Callahan believes it may be at least two years if not longer before Mosul residents can consider returning home. Many have lost everything. The hesitancy to return, he explained, is attributable not only to Islamic State brutality but also to the betrayal by former neighbors and friends of these Iraqi Christians. Many abandoned homes were looted by Muslim neighbors—many who had been considered friends. “People in the local community, frankly, did not come to their defense,” Callahan said.

As a longer term strategy, C.R.S. will begin contributing to the creation of more durable shelters and seeking to create job opportunities for the displaced Christians and Yazidis. “The idea is to have a site where they are still in Iraq, still in the Middle East, and hopefully they can resettle and continue to live there,” Callahan said, “even if they don’t feel security in either the short term or the long term in going back to where they were in either the Nineveh Plain or in places like Mosul.”

Callahan expects that many here hope to emigrate, which will further reduce the rapidly diminishing Christian population in Iraq. “They’re really traumatized; they are afraid for the security of themselves and their children,” Callahan said. Many told him they would go to the United States in a heartbeat if they could. Callahan suggested U.S. legislators need to take a hard look at U.S. refugee quotas, currently set so low that emigration to the United States is not a real option for persecuted Christians in Kurdistan.

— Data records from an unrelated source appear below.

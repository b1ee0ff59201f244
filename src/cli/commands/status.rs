//! Status command implementation
//!
//! Prints the current watermark and row counts of the configured store.

use crate::adapters::database::create_store;
use crate::config::{load_config, DatabaseTarget};
use crate::core::state::WatermarkStore;
use clap::Args;

/// Arguments for the status command
#[derive(Args, Debug, Default)]
pub struct StatusArgs {
    /// List active alerts
    #[arg(long)]
    pub alerts: bool,
}

impl StatusArgs {
    /// Execute the status command
    pub async fn execute(&self, config_path: &str) -> anyhow::Result<i32> {
        tracing::info!("Checking sync status");

        println!("📊 Sync Status");
        println!();

        let config = match load_config(config_path) {
            Ok(c) => c,
            Err(e) => {
                println!("❌ Failed to load configuration file");
                println!("   Error: {e}");
                return Ok(2);
            }
        };

        if config.database_target == DatabaseTarget::Memory {
            println!("ℹ️  database_target is 'memory'; nothing is kept between runs.");
            return Ok(0);
        }

        let store = match create_store(&config) {
            Ok(s) => s,
            Err(e) => {
                println!("❌ Failed to create store");
                println!("   Error: {e}");
                return Ok(2);
            }
        };
        if let Err(e) = store.test_connection().await {
            println!("❌ Failed to connect to database");
            println!("   Error: {e}");
            return Ok(4);
        }

        let watermarks = WatermarkStore::new(store.clone());
        let watermark = watermarks
            .current_watermark(&config.source.stream)
            .await?;
        let counts = store.counts().await?;

        match watermark.observed_at {
            Some(ts) => println!(
                "Watermark ({}): {}",
                watermark.stream,
                ts.format("%Y-%m-%d %H:%M:%S UTC")
            ),
            None => {
                println!("Watermark ({}): none", watermark.stream);
                println!("Run 'airsync sync' to start syncing data.");
            }
        }
        println!();
        println!("{:<16} {:>12}", "Table", "Rows");
        println!("{}", "-".repeat(29));
        for (table, rows) in [
            ("regions", counts.regions),
            ("sites", counts.sites),
            ("pollutants", counts.pollutants),
            ("measurements", counts.measurements),
            ("alert rules", counts.alert_rules),
            ("active alerts", counts.active_alerts),
        ] {
            println!("{table:<16} {rows:>12}");
        }

        if self.alerts {
            let alerts = store.active_alerts().await?;
            println!();
            if alerts.is_empty() {
                println!("No active alerts.");
            }
            for alert in alerts {
                println!(
                    "🔔 {} {} = {} at {}",
                    alert.rule_code,
                    alert.measurement.pollutant_code,
                    alert.value,
                    alert.triggered_at.format("%Y-%m-%d %H:%M:%S UTC")
                );
            }
        }

        println!();
        Ok(0)
    }
}

#[cfg(test)]
mod tests {
    use super::*;
    use std::io::Write;
    use tempfile::NamedTempFile;

    #[tokio::test]
    async fn test_memory_target_reports_nothing_persisted() {
        let mut file = NamedTempFile::new().unwrap();
        writeln!(file, "database_target = \"memory\"\n\n[source]").unwrap();

        let code = StatusArgs::default()
            .execute(file.path().to_str().unwrap())
            .await
            .unwrap();
        assert_eq!(code, 0);
    }

    #[tokio::test]
    async fn test_missing_config() {
        let code = StatusArgs::default()
            .execute("/nonexistent/airsync.toml")
            .await
            .unwrap();
        assert_eq!(code, 2);
    }
}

Callahan said authorities of the Kurdish Regional Government have been “tremendously supportive” but are hard-pressed by the crisis and are not receiving the support from the Iraqi central government that they had counted on. He added that one little-observed aspect of such a humanitarian catastrophe is the hardship imposed on host communities. Not only are Kurd fighters expected to defend their vulnerable guests from further attacks, but normal life for Kurds has become in some respects as disrupted as it is for the fleeing Christians. Many schools in Erbil, Callahan pointed out, have been taken over by displaced Christian and Yazidi families, and it is unclear how the school year for Kurdish children can proceed.